Adding another layer to the unfolding narrative, Tuesday’s filing by Arizona, Mississippi, and Minnesota contended that the settlement represents a bold maneuver to curtail future litigation opportunities. These states argue that the proposed deal poses a direct threat to their sovereign interests.
Eli Lilly’s response to these recent developments remains to be seen, as the company did not provide an immediate comment on the ongoing situation. The original lawsuit, which spans multiple insulin manufacturers including Sanofi and Novo Nordisk, was initiated by individuals who alleged that the companies inflated Humalog’s list price while extending substantial discounts to pharmaceutical intermediaries that play a role in determining insurance coverage.

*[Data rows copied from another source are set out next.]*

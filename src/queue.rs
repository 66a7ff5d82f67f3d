//! Deferred request queue.
//!
//! Requests rejected by the rate limiter can be parked per tenant and replayed later by the
//! [`QueueProcessor`]. Each tenant owns one priority set at `queue:{tenant}` whose members are
//! JSON-encoded [`QueueEntry`] values scored
//!
//! ```text
//! score = (priority + min(retry_count, max_retry_penalty)) * 10^13 + queued_at_ms
//! ```
//!
//! so a lower priority score always wins and equal scores keep arrival order. Claiming moves
//! entries into a lease set; leases that are never acknowledged return to the queue on the next
//! sweep, so delivery is at-least-once.

use std::collections::HashMap;
use std::net::IpAddr;
use std::sync::Arc;
use std::time::Duration;

use base64::engine::general_purpose::STANDARD;
use base64::Engine as _;
use serde::{Deserialize, Serialize};
use tracing::{debug, warn};
use uuid::Uuid;

use crate::adaptive::DynamicConfig;
use crate::classifier::{ClassifiedRequest, Priority, RequestDescriptor};
use crate::clock::Clock;
use crate::config::{ProcessorConfig, TollgateConfig};
use crate::error::{InvalidQueueEntry, QueueError};
use crate::store::{AtomicStore, BoundedPush};

pub mod backoff;
pub mod executor;
pub mod processor;

pub use backoff::RetryBackoff;
pub use executor::{Executor, ReplayRequest, ReplayResponse, ServiceExecutor};
pub use processor::{ProcessorReport, QueueProcessor, SweepReport};

const QUEUE_PREFIX: &str = "queue:";
const SCORE_SCALE: u64 = 10_000_000_000_000;

/// Store key of a tenant's queue.
pub fn queue_key(tenant: &str) -> String {
    format!("{QUEUE_PREFIX}{tenant}")
}

/// Lifecycle of a deferred entry.
#[derive(Debug, Clone, Copy, PartialEq, Eq, Serialize, Deserialize, Default)]
#[serde(rename_all = "snake_case")]
pub enum EntryState {
    /// Waiting to be claimed.
    #[default]
    Pending,
    /// Claimed by a processor.
    Processing,
    /// Replayed successfully.
    Completed,
    /// Out of retries.
    Failed,
    /// Aged out before replay.
    Expired,
}

/// What is kept of a request so it can be replayed.
#[derive(Debug, Clone, PartialEq, Eq, Serialize, Deserialize)]
pub struct RequestSnapshot {
    /// HTTP method.
    pub method: String,
    /// Path including query.
    pub path: String,
    /// Lowercase header map.
    pub headers: HashMap<String, String>,
    /// Base64-encoded body.
    #[serde(default, skip_serializing_if = "Option::is_none")]
    pub body: Option<String>,
    /// Peer address.
    #[serde(default, skip_serializing_if = "Option::is_none")]
    pub ip: Option<IpAddr>,
}

impl RequestSnapshot {
    /// Capture `req`.
    pub fn capture(req: &RequestDescriptor) -> Self {
        Self {
            method: req.method.clone(),
            path: req.path.clone(),
            headers: req.headers.clone(),
            body: req.body.as_deref().map(|b| STANDARD.encode(b)),
            ip: req.ip,
        }
    }

    /// Decoded body bytes.
    pub fn body_bytes(&self) -> Result<Option<Vec<u8>>, base64::DecodeError> {
        self.body.as_deref().map(|b| STANDARD.decode(b)).transpose()
    }
}

/// One deferred request.
#[derive(Debug, Clone, PartialEq, Serialize, Deserialize)]
pub struct QueueEntry {
    /// Unique id.
    pub id: String,
    /// Client identity at enqueue time.
    pub client_id: String,
    /// Owning tenant.
    pub tenant_id: String,
    /// Replayable request.
    pub request: RequestSnapshot,
    /// Priority at enqueue time.
    pub priority: Priority,
    /// Failed attempts so far.
    pub retry_count: u32,
    /// Epoch milliseconds of the original enqueue.
    pub queued_at_ms: u64,
    /// Not claimable before this instant.
    pub next_retry_at_ms: u64,
    /// Lifecycle state.
    pub state: EntryState,
    /// Last replay failure.
    #[serde(default, skip_serializing_if = "Option::is_none")]
    pub last_error: Option<String>,
}

impl QueueEntry {
    /// New pending entry for `classified`, due immediately.
    pub fn new(
        classified: &ClassifiedRequest,
        tenant_id: &str,
        req: &RequestDescriptor,
        now_ms: u64,
    ) -> Self {
        Self {
            id: Uuid::new_v4().to_string(),
            client_id: classified.client.to_string(),
            tenant_id: tenant_id.to_string(),
            request: RequestSnapshot::capture(req),
            priority: classified.queue_priority(),
            retry_count: 0,
            queued_at_ms: now_ms,
            next_retry_at_ms: now_ms,
            state: EntryState::Pending,
            last_error: None,
        }
    }

    /// `priority + min(retry_count, max_penalty)`; lower runs first.
    pub fn priority_score(&self, max_penalty: u32) -> u64 {
        u64::from(self.priority.value()) + u64::from(self.retry_count.min(max_penalty))
    }

    /// Score stored in the priority set.
    pub fn store_score(&self, max_penalty: u32) -> u64 {
        self.priority_score(max_penalty)
            .saturating_mul(SCORE_SCALE)
            .saturating_add(self.queued_at_ms % SCORE_SCALE)
    }

    /// Whether the entry has waited longer than `max_queue_time`.
    pub fn is_expired(&self, now_ms: u64, max_queue_time: Duration) -> bool {
        let max = u64::try_from(max_queue_time.as_millis()).unwrap_or(u64::MAX);
        now_ms.saturating_sub(self.queued_at_ms) > max
    }

    /// JSON member stored in the queue.
    pub fn encode(&self) -> Result<String, InvalidQueueEntry> {
        Ok(serde_json::to_string(self)?)
    }

    /// Parse a stored member.
    pub fn decode(member: &str) -> Result<Self, InvalidQueueEntry> {
        Ok(serde_json::from_str(member)?)
    }
}

/// Result of [`DeferredQueue::enqueue`].
#[derive(Debug, Clone, PartialEq, Eq)]
pub enum EnqueueOutcome {
    /// Parked for later replay.
    Queued {
        /// Entry id.
        id: String,
        /// 1-based position among pending entries.
        position: usize,
    },
    /// Tenant queue at or above the occupancy limit.
    Full {
        /// Entries currently held.
        occupancy: usize,
        /// Tier capacity.
        capacity: usize,
    },
    /// Deferral turned off in configuration.
    Disabled,
}

/// Result of [`DeferredQueue::fail`].
#[derive(Debug, Clone, PartialEq)]
pub enum FailOutcome {
    /// Re-enqueued with a penalized score.
    Retried {
        /// Updated entry.
        entry: QueueEntry,
        /// Delay before the entry becomes claimable again.
        delay: Duration,
    },
    /// Out of attempts and removed.
    DeadLettered(QueueEntry),
}

/// A claimed member and its decoded entry.
#[derive(Debug, Clone, PartialEq)]
pub struct ClaimedEntry {
    /// Raw stored member; needed to acknowledge.
    pub member: String,
    /// Decoded entry, state `Processing`.
    pub entry: QueueEntry,
}

/// A claimed member that could not be decoded. It has already been acknowledged.
#[derive(Debug, Clone, PartialEq, Eq)]
pub struct MalformedEntry {
    /// Entry id when recoverable from the payload.
    pub id: Option<String>,
    /// Client id when recoverable from the payload.
    pub client_id: Option<String>,
    /// Decode failure.
    pub error: String,
}

/// Entries claimed in one call.
#[derive(Debug, Clone, PartialEq, Default)]
pub struct Claim {
    /// Decoded entries, lowest score first.
    pub entries: Vec<ClaimedEntry>,
    /// Undecodable entries, dropped.
    pub malformed: Vec<MalformedEntry>,
}

/// Per-tenant priority queues over the shared store.
#[derive(Debug, Clone)]
pub struct DeferredQueue {
    store: Arc<dyn AtomicStore>,
    config: DynamicConfig<TollgateConfig>,
    clock: Arc<dyn Clock>,
}

impl DeferredQueue {
    /// Queue reading `config.queue` on every call.
    pub fn new(
        store: Arc<dyn AtomicStore>,
        config: DynamicConfig<TollgateConfig>,
        clock: Arc<dyn Clock>,
    ) -> Self {
        Self { store, config, clock }
    }

    /// Underlying store.
    pub fn store(&self) -> &Arc<dyn AtomicStore> {
        &self.store
    }

    pub(crate) fn settings(&self) -> Arc<TollgateConfig> {
        self.config.get()
    }

    /// Park `req` for `classified.tenant` unless occupancy has reached the limit.
    pub async fn enqueue(
        &self,
        classified: &ClassifiedRequest,
        tenant_id: &str,
        req: &RequestDescriptor,
        capacity: usize,
    ) -> Result<EnqueueOutcome, QueueError> {
        let cfg = self.config.get();
        if !cfg.queue.enabled || capacity == 0 {
            return Ok(EnqueueOutcome::Disabled);
        }
        let key = queue_key(tenant_id);
        let limit = occupancy_limit(cfg.queue.occupancy_limit, capacity);
        let now = self.clock.now_millis();
        let entry = QueueEntry::new(classified, tenant_id, req, now);
        let member = entry.encode()?;
        let pushed = self
            .store
            .queue_push_bounded(
                &key,
                &member,
                entry.store_score(cfg.queue.max_retry_penalty),
                entry.next_retry_at_ms,
                cfg.queue.max_queue_time(),
                limit,
            )
            .await?;
        let position = match pushed {
            BoundedPush::Queued { position } => position,
            BoundedPush::Full { occupancy } => {
                warn!(
                    target: "tollgate::queue",
                    tenant = tenant_id,
                    occupancy,
                    capacity,
                    "deferred queue full"
                );
                return Ok(EnqueueOutcome::Full { occupancy, capacity });
            }
        };
        debug!(
            target: "tollgate::queue",
            tenant = tenant_id,
            id = %entry.id,
            priority = entry.priority.as_str(),
            position,
            "request deferred"
        );
        Ok(EnqueueOutcome::Queued { id: entry.id, position })
    }

    /// Claim up to `max` due entries for `tenant`. Undecodable members are acknowledged and
    /// reported in [`Claim::malformed`].
    pub async fn claim(&self, tenant: &str, max: usize) -> Result<Claim, QueueError> {
        let cfg = self.config.get();
        let key = queue_key(tenant);
        let lease_ms = cfg.queue.lease_timeout_secs.saturating_mul(1000);
        let items = self.store.queue_claim(&key, max, self.clock.now_millis(), lease_ms).await?;

        let mut claim = Claim::default();
        for item in items {
            match QueueEntry::decode(&item.member) {
                Ok(mut entry) => {
                    entry.state = EntryState::Processing;
                    claim.entries.push(ClaimedEntry { member: item.member, entry });
                }
                Err(err) => {
                    warn!(target: "tollgate::queue", tenant, error = %err, "dropping malformed queue entry");
                    self.store.queue_ack(&key, &item.member).await?;
                    claim.malformed.push(salvage(&item.member, &err));
                }
            }
        }
        Ok(claim)
    }

    /// Acknowledge a claimed entry (completed or expired).
    pub async fn ack(&self, claimed: &ClaimedEntry) -> Result<bool, QueueError> {
        Ok(self.store.queue_ack(&queue_key(&claimed.entry.tenant_id), &claimed.member).await?)
    }

    /// Record a failed replay: re-enqueue with backoff while attempts remain, otherwise remove.
    pub async fn fail(
        &self,
        claimed: ClaimedEntry,
        error: String,
    ) -> Result<FailOutcome, QueueError> {
        let cfg = self.config.get();
        let key = queue_key(&claimed.entry.tenant_id);
        let mut entry = claimed.entry;
        entry.last_error = Some(error);

        if entry.retry_count + 1 >= cfg.queue.max_retry_attempts {
            entry.retry_count += 1;
            entry.state = EntryState::Failed;
            self.store.queue_ack(&key, &claimed.member).await?;
            return Ok(FailOutcome::DeadLettered(entry));
        }

        entry.retry_count += 1;
        let delay = RetryBackoff::from_config(&cfg.queue).delay(entry.retry_count);
        let now = self.clock.now_millis();
        entry.next_retry_at_ms = now.saturating_add(u64::try_from(delay.as_millis()).unwrap_or(u64::MAX));
        entry.state = EntryState::Pending;
        let member = entry.encode()?;
        // Push before ack: a crash in between duplicates the entry rather than losing it.
        self.store
            .queue_push(
                &key,
                &member,
                entry.store_score(cfg.queue.max_retry_penalty),
                entry.next_retry_at_ms,
                cfg.queue.max_queue_time(),
            )
            .await?;
        self.store.queue_ack(&key, &claimed.member).await?;
        Ok(FailOutcome::Retried { entry, delay })
    }

    /// Entries held for `tenant` (pending and in flight).
    pub async fn len(&self, tenant: &str) -> Result<usize, QueueError> {
        Ok(self.store.queue_len(&queue_key(tenant)).await?)
    }

    /// Pending entries for `tenant` in claim order. Malformed members are skipped.
    pub async fn pending(&self, tenant: &str) -> Result<Vec<QueueEntry>, QueueError> {
        let items = self.store.queue_members(&queue_key(tenant)).await?;
        Ok(items.iter().filter_map(|i| QueueEntry::decode(&i.member).ok()).collect())
    }

    /// Tenants with a non-empty queue.
    pub async fn tenants(&self) -> Result<Vec<String>, QueueError> {
        let names = self.store.queue_names().await?;
        Ok(names
            .into_iter()
            .filter_map(|n| n.strip_prefix(QUEUE_PREFIX).map(str::to_string))
            .collect())
    }

    /// Return stale leases for `tenant` to the pending set, then remove expired and malformed
    /// pending entries. Returns `(recovered, expired, malformed)`.
    pub(crate) async fn sweep_tenant(
        &self,
        tenant: &str,
    ) -> Result<(usize, Vec<QueueEntry>, Vec<MalformedEntry>), QueueError> {
        let cfg = self.config.get();
        let key = queue_key(tenant);
        let now = self.clock.now_millis();
        let recovered = self.store.queue_recover_leases(&key, now).await?;

        let mut expired = Vec::new();
        let mut malformed = Vec::new();
        for item in self.store.queue_members(&key).await? {
            match QueueEntry::decode(&item.member) {
                Ok(mut entry) if entry.is_expired(now, cfg.queue.max_queue_time()) => {
                    if self.store.queue_remove(&key, &item.member).await? {
                        entry.state = EntryState::Expired;
                        expired.push(entry);
                    }
                }
                Ok(_) => {}
                Err(err) => {
                    if self.store.queue_remove(&key, &item.member).await? {
                        warn!(target: "tollgate::queue", tenant, error = %err, "swept malformed queue entry");
                        malformed.push(salvage(&item.member, &err));
                    }
                }
            }
        }
        Ok((recovered, expired, malformed))
    }
}

/// Rough seconds until the entry at `position` is replayed.
pub fn estimate_wait_seconds(position: usize, processor: &ProcessorConfig) -> u64 {
    let batches = position.div_ceil(processor.batch_size.max(1)) as u64;
    let interval_ms = batches.saturating_mul(processor.interval_ms);
    interval_ms.div_ceil(1000).max(1)
}

/// Smallest occupancy at which `fraction` of `capacity` is reached.
fn occupancy_limit(fraction: f64, capacity: usize) -> usize {
    let limit = (fraction * capacity as f64).ceil();
    if limit <= 0.0 {
        0
    } else {
        limit as usize
    }
}

fn salvage(member: &str, err: &InvalidQueueEntry) -> MalformedEntry {
    let value: Option<serde_json::Value> = serde_json::from_str(member).ok();
    let field = |name: &str| {
        value.as_ref().and_then(|v| v.get(name)).and_then(|v| v.as_str()).map(str::to_string)
    };
    MalformedEntry { id: field("id"), client_id: field("client_id"), error: err.to_string() }
}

After years of legal battles, Eli Lilly agreed to this settlement in May, marking a significant shift from its earlier defense strategy.
It’s noteworthy that in the same year, Eli Lilly launched an aggressive campaign to slash insulin prices, notably reducing the cost of its widely prescribed insulin products by an impressive 70%. Additionally, the company expanded its Insulin Value Program, effectively capping the out-of-pocket expenses for patients at $35 or less per month.

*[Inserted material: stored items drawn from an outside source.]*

#[async_trait]
impl AtomicStore for MemoryStore {
    async fn token_bucket(
        &self,
        key: &str,
        capacity: f64,
        cost: f64,
        now_ms: u64,
        ttl: Duration,
    ) -> Result<TokenBucketOutcome, StoreError> {
        let (mut state, now) = self.guard();
        let slot =
            state.live_or_insert(key, now, || Value::Bucket { tokens: capacity, last_ms: now_ms });
        let Value::Bucket { tokens, last_ms } = &mut slot.value else {
            return Err(wrong_type(key, &slot.value));
        };
        let mut available = refill(*tokens, *last_ms, capacity, now_ms);
        let allowed = available >= cost;
        if allowed {
            available -= cost;
        }
        *tokens = available;
        *last_ms = (*last_ms).max(now_ms);
        slot.expires_at = expiry(now, ttl);
        Ok(TokenBucketOutcome { allowed, tokens: available })
    }

    async fn peek_token_bucket(
        &self,
        key: &str,
        capacity: f64,
        now_ms: u64,
    ) -> Result<f64, StoreError> {
        let (mut state, now) = self.guard();
        match state.live(key, now) {
            None => Ok(capacity),
            Some(Slot { value: Value::Bucket { tokens, last_ms }, .. }) => {
                Ok(refill(*tokens, *last_ms, capacity, now_ms))
            }
            Some(slot) => Err(wrong_type(key, &slot.value)),
        }
    }

    async fn sliding_window(
        &self,
        key: &str,
        limit: u64,
        burst: u64,
        window_ms: u64,
        burst_window_ms: u64,
        now_ms: u64,
    ) -> Result<SlidingWindowOutcome, StoreError> {
        let (mut state, now) = self.guard();
        let slot = state.live_or_insert(key, now, || Value::Log(VecDeque::new()));
        let Value::Log(log) = &mut slot.value else {
            return Err(wrong_type(key, &slot.value));
        };
        trim_log(log, now_ms, window_ms);
        let burst_cutoff = now_ms.saturating_sub(burst_window_ms);
        let mut count = log.len() as u64;
        let mut burst_count = log.iter().filter(|&&ts| ts > burst_cutoff).count() as u64;
        let allowed = count < limit && burst_count < burst;
        if allowed {
            insert_sorted(log, now_ms);
            count += 1;
            burst_count += 1;
        }
        let oldest_ms = log.front().copied();
        slot.expires_at = expiry(now, Duration::from_millis(window_ms));
        Ok(SlidingWindowOutcome { allowed, count, burst_count, oldest_ms })
    }

    async fn incr(&self, key: &str, ttl: Duration) -> Result<u64, StoreError> {
        let (mut state, now) = self.guard();
        let slot = state.live_or_insert(key, now, || Value::Counter(0));
        let Value::Counter(count) = &mut slot.value else {
            return Err(wrong_type(key, &slot.value));
        };
        *count += 1;
        let value = *count;
        if slot.expires_at.is_none() {
            slot.expires_at = expiry(now, ttl);
        }
        Ok(value)
    }

    async fn count_events(
        &self,
        key: &str,
        now_ms: u64,
        window_ms: u64,
        record: bool,
    ) -> Result<u64, StoreError> {
        let (mut state, now) = self.guard();
        if !record && state.live(key, now).is_none() {
            return Ok(0);
        }
        let slot = state.live_or_insert(key, now, || Value::Log(VecDeque::new()));
        let Value::Log(log) = &mut slot.value else {
            return Err(wrong_type(key, &slot.value));
        };
        trim_log(log, now_ms, window_ms);
        if record {
            insert_sorted(log, now_ms);
            slot.expires_at = expiry(now, Duration::from_millis(window_ms));
        }
        Ok(log.len() as u64)
    }

    async fn push_recent(
        &self,
        key: &str,
        value: String,
        max_len: usize,
        ttl: Duration,
    ) -> Result<Vec<String>, StoreError> {
        let (mut state, now) = self.guard();
        let slot = state.live_or_insert(key, now, || Value::List(VecDeque::new()));
        let Value::List(list) = &mut slot.value else {
            return Err(wrong_type(key, &slot.value));
        };
        list.push_back(value);
        while list.len() > max_len {
            list.pop_front();
        }
        let snapshot = list.iter().cloned().collect();
        slot.expires_at = expiry(now, ttl);
        Ok(snapshot)
    }

    async fn set_flag(&self, key: &str, ttl: Duration) -> Result<(), StoreError> {
        let (mut state, now) = self.guard();
        state.slots.insert(key.to_string(), Slot { value: Value::Flag, expires_at: expiry(now, ttl) });
        Ok(())
    }

    async fn flag_ttl(&self, key: &str) -> Result<Option<Duration>, StoreError> {
        let (mut state, now) = self.guard();
        match state.live(key, now) {
            None => Ok(None),
            Some(Slot { value: Value::Flag, expires_at }) => {
                Ok(expires_at.map(|at| Duration::from_millis(at.saturating_sub(now))))
            }
            Some(slot) => Err(wrong_type(key, &slot.value)),
        }
    }

    async fn stat_get(&self, name: &str) -> Result<Option<FeatureStat>, StoreError> {
        let (mut state, now) = self.guard();
        match state.live(name, now) {
            None => Ok(None),
            Some(Slot { value: Value::Stat(stat), .. }) => Ok(Some(*stat)),
            Some(slot) => Err(wrong_type(name, &slot.value)),
        }
    }

    async fn stat_add(&self, name: &str, value: f64, ttl: Duration) -> Result<(), StoreError> {
        let (mut state, now) = self.guard();
        let slot = state.live_or_insert(name, now, || Value::Stat(FeatureStat::default()));
        let Value::Stat(stat) = &mut slot.value else {
            return Err(wrong_type(name, &slot.value));
        };
        stat.count += 1;
        stat.sum += value;
        stat.sum_of_squares += value * value;
        slot.expires_at = expiry(now, ttl);
        Ok(())
    }

    async fn queue_push(
        &self,
        queue: &str,
        member: &str,
        score: u64,
        not_before_ms: u64,
        ttl: Duration,
    ) -> Result<usize, StoreError> {
        let (mut state, now) = self.guard();
        state.queue_push(queue, member, score, not_before_ms, ttl, now)
    }

    async fn queue_push_bounded(
        &self,
        queue: &str,
        member: &str,
        score: u64,
        not_before_ms: u64,
        ttl: Duration,
        limit: usize,
    ) -> Result<BoundedPush, StoreError> {
        let (mut state, now) = self.guard();
        let occupancy = state.queue_occupancy(queue, now)?;
        if occupancy >= limit {
            return Ok(BoundedPush::Full { occupancy });
        }
        let position = state.queue_push(queue, member, score, not_before_ms, ttl, now)?;
        Ok(BoundedPush::Queued { position })
    }

    async fn queue_len(&self, queue: &str) -> Result<usize, StoreError> {
        let (mut state, now) = self.guard();
        state.queue_occupancy(queue, now)
    }

    async fn queue_claim(
        &self,
        queue: &str,
        max: usize,
        now_ms: u64,
        lease_ms: u64,
    ) -> Result<Vec<QueueItem>, StoreError> {
        let (mut state, now) = self.guard();
        let q = match state.live(queue, now) {
            None => return Ok(Vec::new()),
            Some(Slot { value: Value::Queue(q), .. }) => q,
            Some(slot) => return Err(wrong_type(queue, &slot.value)),
        };
        let due: Vec<(u64, u64)> = q
            .pending
            .iter()
            .filter(|(_, p)| p.not_before <= now_ms)
            .take(max)
            .map(|(k, _)| *k)
            .collect();
        let mut claimed = Vec::with_capacity(due.len());
        for key in due {
            if let Some(p) = q.pending.remove(&key) {
                q.index.remove(&p.member);
                q.inflight.insert(
                    p.member.clone(),
                    Leased {
                        score: key.0,
                        not_before: p.not_before,
                        lease_until: now_ms.saturating_add(lease_ms),
                    },
                );
                claimed.push(QueueItem { member: p.member, score: key.0 });
            }
        }
        Ok(claimed)
    }

    async fn queue_ack(&self, queue: &str, member: &str) -> Result<bool, StoreError> {
        let (mut state, now) = self.guard();
        match state.live(queue, now) {
            None => Ok(false),
            Some(Slot { value: Value::Queue(q), .. }) => Ok(q.inflight.remove(member).is_some()),
            Some(slot) => Err(wrong_type(queue, &slot.value)),
        }
    }

    async fn queue_members(&self, queue: &str) -> Result<Vec<QueueItem>, StoreError> {
        let (mut state, now) = self.guard();
        match state.live(queue, now) {
            None => Ok(Vec::new()),
            Some(Slot { value: Value::Queue(q), .. }) => Ok(q
                .pending
                .iter()
                .map(|((score, _), p)| QueueItem { member: p.member.clone(), score: *score })
                .collect()),
            Some(slot) => Err(wrong_type(queue, &slot.value)),
        }
    }

    async fn queue_remove(&self, queue: &str, member: &str) -> Result<bool, StoreError> {
        let (mut state, now) = self.guard();
        match state.live(queue, now) {
            None => Ok(false),
            Some(Slot { value: Value::Queue(q), .. }) => match q.index.remove(member) {
                Some(key) => Ok(q.pending.remove(&key).is_some()),
                None => Ok(false),
            },
            Some(slot) => Err(wrong_type(queue, &slot.value)),
        }
    }

    async fn queue_recover_leases(&self, queue: &str, now_ms: u64) -> Result<usize, StoreError> {
        let (mut state, now) = self.guard();
        let q = match state.live(queue, now) {
            None => return Ok(0),
            Some(Slot { value: Value::Queue(q), .. }) => q,
            Some(slot) => return Err(wrong_type(queue, &slot.value)),
        };
        let stale: Vec<String> = q
            .inflight
            .iter()
            .filter(|(_, lease)| lease.lease_until < now_ms)
            .map(|(member, _)| member.clone())
            .collect();
        for member in &stale {
            if let Some(lease) = q.inflight.remove(member) {
                q.insert(member, lease.score, lease.not_before);
            }
        }
        Ok(stale.len())
    }

    async fn queue_names(&self) -> Result<Vec<String>, StoreError> {
        let (state, now) = self.guard();
        let mut names: Vec<String> = state
            .slots
            .iter()
            .filter(|(_, s)| s.expires_at.map_or(true, |at| at > now))
            .filter_map(|(k, s)| match &s.value {
                Value::Queue(q) if !q.is_empty() => Some(k.clone()),
                _ => None,
            })
            .collect();
        names.sort();
        Ok(names)
    }
}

While the impending 70% price cut on Humalog, set to take effect in the fourth quarter of 2023, signals a significant shift in approach, the current cost structure remains substantial. A five-pack of Humalog pens is listed by Lilly at $530.40 before factoring in discounts, and a vial of insulin commands a price of around $274.
This situation takes on broader dimensions in the context of healthcare legislation. While the Inflation Reduction Act has established the $35 monthly cap for out-of-pocket expenses for Medicare beneficiaries, congressional lawmakers have put forth proposals to extend this cap to encompass all individuals grappling with diabetes across the United States. As the legal tug-of-war continues, the outcome of this high-stakes battle will inevitably shape the landscape of pharmaceutical pricing, healthcare policy, and legal precedent for years to come.